_Task to carry out_. Everything in the listing below from the line containing "and greyed out." through the line containing "fn install_filter(&self) ->" must be repeated exactly; the remaining lines are not wanted.

_Extracted material_.
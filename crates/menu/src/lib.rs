//! Native popup menu for the ClashXW tray.
//!
//! A [`MenuTree`] is built fresh for every tray click, shown once with
//! [`MenuTree::run`] (or [`MenuTree::show`]) and then thrown away.
//!
//! - [`MenuTree`] / [`MenuNode`] own the native menu handles. The tree holds
//!   the single [`CommandRegistry`] and [`ShortcutTable`]; nodes only index
//!   into it, so an item added to any submenu is reachable from the root.
//! - [`MenuTree::show`] runs the platform's blocking popup loop. While it is
//!   pumping, a message filter hook looks up key presses in the shortcut
//!   table, records the match and cancels the loop (see [`interceptor`]).
//! - [`MenuBackend`] is the seam to the native menu API: [`Win32Backend`] on
//!   Windows, [`RecordingBackend`] for tests and headless previews.
//!
//! # Threading
//! Everything here is `!Send`. Build and show the tree on the thread that
//! pumps the owner window's messages; the shortcut hook is installed for
//! that thread only.

pub mod backend;
mod display;
mod error;
pub mod interceptor;
mod registry;
mod tree;

pub use backend::recording::{
    Entry, FailPoint, MenuHandle, NativeCall, RecordingBackend, TrackScript, WindowId,
};
#[cfg(windows)]
pub use backend::win32::Win32Backend;
pub use backend::{ItemState, MenuBackend, Point};
pub use display::Selection;
pub use error::MenuError;
pub use registry::{Action, Chord, CommandId, CommandRegistry, ShortcutTable, VirtualKey};
pub use tree::{MenuNode, MenuTree, NodeId};
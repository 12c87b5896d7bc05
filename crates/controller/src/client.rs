//! Controller API client.
//!
//! Async HTTP client using `reqwest`, with Bearer authentication when the
//! engine is configured with a secret.

use std::collections::HashMap;

use clashxw_protocol::{
    ClashConfig, ConfigReload, ModeUpdate, ProxiesResponse, ProxySelection, TunUpdate,
};
use percent_encoding::{NON_ALPHANUMERIC, utf8_percent_encode};
use reqwest::header::{AUTHORIZATION, HeaderMap, HeaderValue};
use serde::Deserialize;
use serde::de::DeserializeOwned;

/// URL the engine probes when measuring latency.
pub const DELAY_TEST_URL: &str = "https://www.gstatic.com/generate_204";

/// Latency probe timeout handed to the engine.
pub const DELAY_TIMEOUT_MS: u32 = 5000;

/// Errors from the controller client.
#[derive(Debug, thiserror::Error)]
pub enum Error {
    #[error("HTTP error: {0}")]
    Http(#[from] reqwest::Error),

    #[error("API error {status}: {body}")]
    Api { status: u16, body: String },

    #[error("JSON error: {0}")]
    Json(#[from] serde_json::Error),

    #[error("invalid controller secret")]
    InvalidSecret,
}

/// Engine state fetched right before the tray menu opens.
///
/// Either half is `None` when its request failed.
#[derive(Debug, Clone, Default)]
pub struct EngineState {
    pub config: Option<ClashConfig>,
    pub proxies: Option<ProxiesResponse>,
}

#[derive(Deserialize)]
struct DelayResponse {
    delay: u32,
}

fn segment(name: &str) -> String {
    utf8_percent_encode(name, NON_ALPHANUMERIC).to_string()
}

fn delay_params() -> [(&'static str, String); 2] {
    [
        ("url", DELAY_TEST_URL.to_string()),
        ("timeout", DELAY_TIMEOUT_MS.to_string()),
    ]
}

/// Controller API client.
#[derive(Debug, Clone)]
pub struct Client {
    http: reqwest::Client,
    base_url: String,
}
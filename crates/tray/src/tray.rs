//! Tray actions and the channel that carries them.
//!
//! Menu items never call into the engine themselves. Each one sends a
//! [`TrayAction`] through the [`Dispatch`] callback; the host decides how to
//! carry it out (usually on its async runtime).

use std::path::PathBuf;
use std::rc::Rc;
use std::sync::mpsc;

/// Callback receiving the action of the chosen menu item.
pub type Dispatch = Rc<dyn Fn(TrayAction)>;

/// Configuration for the tray icon and its menu.
#[derive(Debug, Clone)]
pub struct TrayConfig {
    /// Tooltip shown on the tray icon.
    pub tooltip: String,
    /// First command identifier of every menu tree.
    pub menu_start_id: u32,
}

impl Default for TrayConfig {
    fn default() -> Self {
        Self {
            tooltip: "ClashXW".into(),
            menu_start_id: crate::DEFAULT_START_ID,
        }
    }
}

/// Everything a menu item can ask the host to do.
#[derive(Debug, Clone, PartialEq, Eq)]
pub enum TrayAction {
    /// Switch the routing mode (`rule`, `direct`, `global`).
    SelectMode(String),
    /// Make `node` the active member of selector `group`.
    SelectProxy { group: String, node: String },
    /// Run a latency test on every member of `group`.
    TestGroupLatency(String),
    /// Point the OS proxy setting at the engine, or clear it.
    SetSystemProxy(bool),
    SetTunMode(bool),
    OpenDashboard,
    /// Run latency tests on all groups and proxies.
    TestAllLatency,
    /// Load another config file.
    SelectConfig(PathBuf),
    ReloadConfig,
    EditConfig,
    OpenConfigFolder,
    Exit,
}

/// Creates a dispatch callback feeding a channel, plus its receiving end.
///
/// The callback lives on the UI thread; the receiver can be moved to the
/// thread that executes actions.
pub fn action_channel() -> (Dispatch, mpsc::Receiver<TrayAction>) {
    let (tx, rx) = mpsc::channel();
    let dispatch: Dispatch = Rc::new(move |action| {
        if let Err(mpsc::SendError(action)) = tx.send(action) {
            tracing::warn!(?action, "tray action dropped, executor is gone");
        }
    });
    (dispatch, rx)
}

#[cfg(test)]
mod tests {
    use super::*;

    #[test]
    fn tray_config_default() {
        let config = TrayConfig::default();
        assert_eq!(config.tooltip, "ClashXW");
        assert_eq!(config.menu_start_id, 1000);
    }

    #[test]
    fn channel_delivers_actions_in_order() {
        let (dispatch, rx) = action_channel();
        dispatch(TrayAction::SelectMode("global".into()));
        dispatch(TrayAction::Exit);

        assert_eq!(rx.recv().unwrap(), TrayAction::SelectMode("global".into()));
        assert_eq!(rx.recv().unwrap(), TrayAction::Exit);
        assert!(rx.try_recv().is_err());
    }

    #[test]
    fn dispatch_after_receiver_dropped_does_not_panic() {
        let (dispatch, rx) = action_channel();
        drop(rx);
        dispatch(TrayAction::ReloadConfig);
    }

    #[test]
    fn action_equality() {
        assert_eq!(
            TrayAction::SelectProxy {
                group: "Proxy".into(),
                node: "HK".into()
            },
            TrayAction::SelectProxy {
                group: "Proxy".into(),
                node: "HK".into()
            }
        );
        assert_ne!(TrayAction::SetTunMode(true), TrayAction::SetTunMode(false));
    }
}
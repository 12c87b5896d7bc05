//! Keyboard shortcuts for the popup loop.
//!
//! The native popup loop owns the thread's message queue and knows nothing
//! about application shortcuts. While [`MenuTree::show`](crate::MenuTree::show)
//! runs, the backend's message filter hook feeds every key press into
//! [`filter_event`]. A press matching the active shortcut table records the
//! command and cancels the loop.
//!
//! The active context lives in a thread-local slot. It is set by an
//! [`InterceptScope`] right before the popup is shown and cleared when the
//! scope drops, on every exit path.

use std::cell::RefCell;
use std::marker::PhantomData;
use std::rc::Rc;

use crate::error::MenuError;
use crate::registry::{Chord, CommandId, ShortcutTable};

/// Input observed by the message filter while the popup loop runs.
#[derive(Debug, Clone, Copy, PartialEq, Eq)]
pub enum FilterEvent {
    /// A key went down; modifiers are read from the keyboard state.
    KeyDown(Chord),
    /// Anything else: mouse input, key-up, non-menu filter codes.
    Other,
}

/// What the hook should tell the platform.
#[derive(Debug, Clone, Copy, PartialEq, Eq)]
pub enum FilterVerdict {
    /// Swallow the message.
    Handled,
    /// Pass it down the hook chain.
    Forward,
}

struct InterceptContext {
    shortcuts: ShortcutTable,
    resolved: Option<CommandId>,
    cancel: Rc<dyn Fn()>,
}

thread_local! {
    static ACTIVE: RefCell<Option<InterceptContext>> = const { RefCell::new(None) };
}

/// Guard owning the thread's active interception context.
pub(crate) struct InterceptScope {
    _not_send: PhantomData<*const ()>,
}

impl InterceptScope {
    /// Makes `shortcuts` the active table for this thread. `cancel` is called
    /// once a shortcut matches.
    pub(crate) fn enter(shortcuts: ShortcutTable, cancel: Rc<dyn Fn()>) -> Result<Self, MenuError> {
        ACTIVE.with(|slot| {
            let mut slot = slot.borrow_mut();
            if slot.is_some() {
                return Err(MenuError::ShowInProgress);
            }
            *slot = Some(InterceptContext {
                shortcuts,
                resolved: None,
                cancel,
            });
            Ok(Self {
                _not_send: PhantomData,
            })
        })
    }

    /// Command recorded by a shortcut match, if any.
    pub(crate) fn resolved(&self) -> Option<CommandId> {
        ACTIVE.with(|slot| slot.borrow().as_ref().and_then(|ctx| ctx.resolved))
    }
}

impl Drop for InterceptScope {
    fn drop(&mut self) {
        let _ = ACTIVE.try_with(|slot| {
            if let Ok(mut slot) = slot.try_borrow_mut() {
                slot.take();
            }
        });
    }
}

/// Whether a popup is currently being shown on this thread.
pub fn is_active() -> bool {
    ACTIVE
        .try_with(|slot| slot.try_borrow().map(|s| s.is_some()).unwrap_or(true))
        .unwrap_or(false)
}

/// Matches one filtered event against the active shortcut table.
///
/// Called from hook procedures, so it never panics: with no active context
/// (hook fired during teardown) or on re-entry it simply forwards. Only the
/// first match records a command and cancels the loop; later matches in the
/// same loop are swallowed.
pub fn filter_event(event: FilterEvent) -> FilterVerdict {
    let FilterEvent::KeyDown(chord) = event else {
        return FilterVerdict::Forward;
    };

    let matched = ACTIVE
        .try_with(|slot| {
            let mut slot = slot.try_borrow_mut().ok()?;
            let ctx = slot.as_mut()?;
            let id = ctx.shortcuts.lookup(&chord)?;
            if ctx.resolved.is_some() {
                return Some((id, None));
            }
            ctx.resolved = Some(id);
            Some((id, Some(Rc::clone(&ctx.cancel))))
        })
        .ok()
        .flatten();

    match matched {
        Some((id, cancel)) => {
            if let Some(cancel) = cancel {
                tracing::debug!(%chord, command = %id, "menu shortcut matched");
                // Slot borrow is released; the cancel message may re-enter the hook.
                cancel();
            }
            FilterVerdict::Handled
        }
        None => FilterVerdict::Forward,
    }
}

#[cfg(test)]
mod tests {
    use std::cell::Cell;

    use super::*;

    fn table(chord: Chord, id: u32) -> ShortcutTable {
        let mut t = ShortcutTable::new();
        t.bind(chord, CommandId(id));
        t
    }

    #[test]
    fn forwards_without_active_scope() {
        assert!(!is_active());
        let verdict = filter_event(FilterEvent::KeyDown(Chord::ctrl(b'S')));
        assert_eq!(verdict, FilterVerdict::Forward);
    }

    #[test]
    fn match_records_command_and_cancels() {
        let cancels = Rc::new(Cell::new(0));
        let counter = Rc::clone(&cancels);
        let scope = InterceptScope::enter(
            table(Chord::ctrl(b'S'), 1007),
            Rc::new(move || counter.set(counter.get() + 1)),
        )
        .unwrap();

        assert_eq!(
            filter_event(FilterEvent::KeyDown(Chord::ctrl(b'S'))),
            FilterVerdict::Handled
        );
        assert_eq!(scope.resolved(), Some(CommandId(1007)));
        assert_eq!(cancels.get(), 1);
    }

    #[test]
    fn non_matching_and_other_events_forward() {
        let scope = InterceptScope::enter(table(Chord::ctrl(b'S'), 1), Rc::new(|| {})).unwrap();

        assert_eq!(
            filter_event(FilterEvent::KeyDown(Chord::alt(b'S'))),
            FilterVerdict::Forward
        );
        assert_eq!(filter_event(FilterEvent::Other), FilterVerdict::Forward);
        assert_eq!(scope.resolved(), None);
    }

    #[test]
    fn first_match_wins() {
        let mut shortcuts = table(Chord::ctrl(b'A'), 1);
        shortcuts.bind(Chord::ctrl(b'B'), CommandId(2));
        let scope = InterceptScope::enter(shortcuts, Rc::new(|| {})).unwrap();

        filter_event(FilterEvent::KeyDown(Chord::ctrl(b'A')));
        assert_eq!(
            filter_event(FilterEvent::KeyDown(Chord::ctrl(b'B'))),
            FilterVerdict::Handled
        );
        assert_eq!(scope.resolved(), Some(CommandId(1)));
    }

    #[test]
    fn scope_drop_clears_slot() {
        let scope = InterceptScope::enter(table(Chord::ctrl(b'S'), 1), Rc::new(|| {})).unwrap();
        assert!(is_active());
        drop(scope);
        assert!(!is_active());
        assert_eq!(
            filter_event(FilterEvent::KeyDown(Chord::ctrl(b'S'))),
            FilterVerdict::Forward
        );
    }

    #[test]
    fn nested_scope_is_refused() {
        let _outer = InterceptScope::enter(ShortcutTable::new(), Rc::new(|| {})).unwrap();
        let inner = InterceptScope::enter(ShortcutTable::new(), Rc::new(|| {}));
        assert!(matches!(inner, Err(MenuError::ShowInProgress)));
        // The refused attempt must not clear the outer scope.
        assert!(is_active());
    }

    #[test]
    fn cancel_may_reenter_filter() {
        let cancels = Rc::new(Cell::new(0));
        let counter = Rc::clone(&cancels);
        let scope = InterceptScope::enter(
            table(Chord::ctrl(b'S'), 3),
            Rc::new(move || {
                counter.set(counter.get() + 1);
                // A synchronous cancel message can loop back into the hook.
                let _ = filter_event(FilterEvent::KeyDown(Chord::ctrl(b'S')));
            }),
        )
        .unwrap();

        assert_eq!(
            filter_event(FilterEvent::KeyDown(Chord::ctrl(b'S'))),
            FilterVerdict::Handled
        );
        assert_eq!(scope.resolved(), Some(CommandId(3)));
        assert_eq!(cancels.get(), 1);
    }
}
//! Seam between the menu tree and the native menu API.

pub mod recording;
#[cfg(windows)]
pub mod win32;

use std::fmt;

use crate::error::MenuError;
use crate::registry::CommandId;

/// Screen coordinates in pixels.
#[derive(Debug, Clone, Copy, Default, PartialEq, Eq)]
pub struct Point {
    pub x: i32,
    pub y: i32,
}

/// Check and enabled state of a menu item.
#[derive(Debug, Clone, Copy, PartialEq, Eq)]
pub struct ItemState {
    pub checked: bool,
    pub enabled: bool,
}

impl ItemState {
    /// Enabled, unchecked.
    pub const NORMAL: Self = Self {
        checked: false,
        enabled: true,
    };

    /// Enabled, with the given check mark.
    pub const fn checked(checked: bool) -> Self {
        Self {
            checked,
            enabled: true,
        }
    }

    /// Unchecked and greyed out.
    pub const fn disabled() -> Self {
        Self {
            checked: false,
            enabled: false,
        }
    }
}

impl Default for ItemState {
    fn default() -> Self {
        Self::NORMAL
    }
}

/// Native operations needed to build, show and tear down a popup menu.
///
/// Implementations are cheap handles (`Clone`); the display driver keeps a
/// clone inside the shortcut cancel callback.
pub trait MenuBackend: Clone + 'static {
    /// Native menu handle.
    type Menu: Copy + Eq + fmt::Debug;
    /// Native window that owns the popup.
    type Window: Copy + fmt::Debug + 'static;
    /// Installed message filter hook.
    type Hook;

    /// Highest command identifier `track_popup` can report back.
    const MAX_COMMAND_ID: u32 = u32::MAX;

    fn create_popup(&self) -> Result<Self::Menu, MenuError>;

    fn append_item(
        &self,
        menu: Self::Menu,
        id: CommandId,
        label: &str,
        state: ItemState,
    ) -> Result<(), MenuError>;

    fn append_separator(&self, menu: Self::Menu) -> Result<(), MenuError>;

    /// Appends `submenu` to `menu` as a cascading entry.
    fn append_submenu(
        &self,
        menu: Self::Menu,
        submenu: Self::Menu,
        label: &str,
    ) -> Result<(), MenuError>;

    fn destroy(&self, menu: Self::Menu) -> Result<(), MenuError>;

    fn cursor_position(&self) -> Point;

    fn set_foreground(&self, owner: Self::Window);

    /// Installs the message filter hook for the calling thread. Key presses
    /// seen by the popup loop must be passed to
    /// [`interceptor::filter_event`](crate::interceptor::filter_event).
    fn install_filter(&self) -> Result<Self::Hook, MenuError>;

    fn remove_filter(&self, hook: Self::Hook);

    /// Runs the blocking popup loop and returns the chosen command, or `0`
    /// when nothing was chosen.
    fn track_popup(&self, menu: Self::Menu, at: Point, owner: Self::Window) -> u32;

    /// Posts an empty message so the owner reprocesses pending input.
    fn post_null(&self, owner: Self::Window);

    /// Asks the owner to leave menu mode, ending `track_popup` early.
    fn cancel_mode(&self, owner: Self::Window);
}
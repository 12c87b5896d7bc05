//! Headless preview for hosts without a notification area.
//!
//! Fetches the engine state once, builds the tray menu on the recording
//! backend and logs its layout.

#[cfg(test)]
use std::path::Path;
use std::sync::Arc;
use std::time::Duration;

use clashxw_menu::RecordingBackend;
use clashxw_tray::{TrayConfig, action_channel};

use crate::actions::{Context, Desktop};

/// Desktop without a shell or a system proxy setting.
#[derive(Debug, Clone, Copy, Default)]
pub struct HeadlessDesktop;

impl Desktop for HeadlessDesktop {
    #[cfg(test)]
    fn open(&self, target: &str) -> std::io::Result<()> {
        Err(std::io::Error::new(
            std::io::ErrorKind::Unsupported,
            format!("cannot open {target} without a desktop shell"),
        ))
    }

    #[cfg(test)]
    fn edit(&self, path: &Path) -> std::io::Result<()> {
        self.open(&path.to_string_lossy())
    }

    fn system_proxy(&self) -> Option<String> {
        None
    }

    #[cfg(test)]
    fn set_system_proxy(&self, _server: Option<&str>) -> std::io::Result<()> {
        Err(std::io::ErrorKind::Unsupported.into())
    }
}

/// Renders the menu the tray would show right now.
pub fn render(ctx: &Context, config: &TrayConfig, backend: RecordingBackend) -> String {
    let snapshot = ctx.menu_snapshot(ctx.cached());
    let probe = |address: &str| ctx.is_system_proxy(address);
    let (dispatch, _actions) = action_channel();
    let tree = snapshot.build_menu(backend.clone(), config.menu_start_id, &probe, &dispatch);

    match tree.root_handle() {
        Some(root) => backend.render(root),
        None => String::new(),
    }
}

pub async fn run(ctx: Arc<Context>, config: TrayConfig) -> anyhow::Result<()> {
    let timeout = Duration::from_millis(ctx.settings().refresh_timeout_ms);
    match tokio::time::timeout(timeout, ctx.client.snapshot()).await {
        Ok(state) => ctx.store(state),
        Err(_) => tracing::warn!(timeout_ms = timeout.as_millis() as u64, "engine did not answer"),
    }

    let layout = render(&ctx, &config, RecordingBackend::new());
    tracing::info!(
        controller = ctx.client.base_url(),
        settings = %ctx.settings_path().display(),
        "no system tray on this platform, menu preview:\n{layout}"
    );
    Ok(())
}
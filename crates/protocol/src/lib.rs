//! Data model of the engine's HTTP controller API.
//!
//! These are the snapshots the tray consumes (`GET /configs`, `GET /proxies`)
//! and the payloads it sends back. Field names follow the controller's JSON.

pub mod messages;
pub mod types;

// Re-export primary types for convenience.
pub use messages::{ConfigReload, ModeUpdate, ProxySelection, TunEnable, TunUpdate};
pub use types::{ClashConfig, DelayRecord, LOOPBACK, ProxiesResponse, ProxyNode, TunConfig};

_Solved exercise_.
    /// Unchecked and greyed out.
    pub const fn disabled() -> Self {
        Self {
            checked: false,
            enabled: false,
        }
    }
}

impl Default for ItemState {
    fn default() -> Self {
        Self::NORMAL
    }
}

/// Native operations needed to build, show and tear down a popup menu.
///
/// Implementations are cheap handles (`Clone`); the display driver keeps a
/// clone inside the shortcut cancel callback.
pub trait MenuBackend: Clone + 'static {
    /// Native menu handle.
    type Menu: Copy + Eq + fmt::Debug;
    /// Native window that owns the popup.
    type Window: Copy + fmt::Debug + 'static;
    /// Installed message filter hook.
    type Hook;

    /// Highest command identifier `track_popup` can report back.
    const MAX_COMMAND_ID: u32 = u32::MAX;

    fn create_popup(&self) -> Result<Self::Menu, MenuError>;

    fn append_item(
        &self,
        menu: Self::Menu,
        id: CommandId,
        label: &str,
        state: ItemState,
    ) -> Result<(), MenuError>;

    fn append_separator(&self, menu: Self::Menu) -> Result<(), MenuError>;

    /// Appends `submenu` to `menu` as a cascading entry.
    fn append_submenu(
        &self,
        menu: Self::Menu,
        submenu: Self::Menu,
        label: &str,
    ) -> Result<(), MenuError>;

    fn destroy(&self, menu: Self::Menu) -> Result<(), MenuError>;

    fn cursor_position(&self) -> Point;

    fn set_foreground(&self, owner: Self::Window);

    /// Installs the message filter hook for the calling thread. Key presses
    /// seen by the popup loop must be passed to
    /// [`interceptor::filter_event`](crate::interceptor::filter_event).
    fn install_filter(&self) -> Result<Self::Hook, MenuError>;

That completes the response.